▶ Exercise directions
The number needed is how many lines in these entries contain "that"; give it alone.

[Collection entries]
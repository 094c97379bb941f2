//! Faculty Core - publication registry for a faculty
//!
//! - **Model**: people, publications and the many-to-many authorship link
//! - **Store**: SQLite persistence with surrogate keys that are never reused
//! - **Guard**: write-time triggers rejecting authorship rows that reference
//!   missing people or publications
//! - **Registrar**: validates an author list and creates a publication with
//!   its links in one transaction
//! - **Config**: TOML configuration for the database location and logging
//!
//! ```no_run
//! use chrono::NaiveDate;
//! use faculty_core::{FacultyStore, NewPublication, PersonType, PublicationType};
//!
//! let store = FacultyStore::open_in_memory()?;
//! let author = store.create_person("Ivanov", PersonType::Student)?;
//! let draft = NewPublication::new(
//!     "Article: X",
//!     NaiveDate::from_ymd_opt(2020, 9, 1).unwrap(),
//!     "Minsk",
//!     PublicationType::Article,
//! );
//! let publication = store.add_publication(&draft, &[author])?;
//! # Ok::<(), faculty_core::FacultyError>(())
//! ```

pub mod config;
pub mod error;
pub mod event;
pub mod guard;
pub mod model;
pub mod registrar;
pub mod schema;
pub mod store;

pub use config::{DatabaseConfig, FacultyConfig};
pub use error::{FacultyError, Result};
pub use event::FacultyEvent;
pub use guard::IntegrityGuard;
pub use model::{
    parse_date, AuthorshipLink, NewPublication, Person, PersonId, PersonType, Publication,
    PublicationId, PublicationType,
};
pub use schema::{Schema, SCHEMA_VERSION};
pub use store::FacultyStore;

▶ Exercise output
2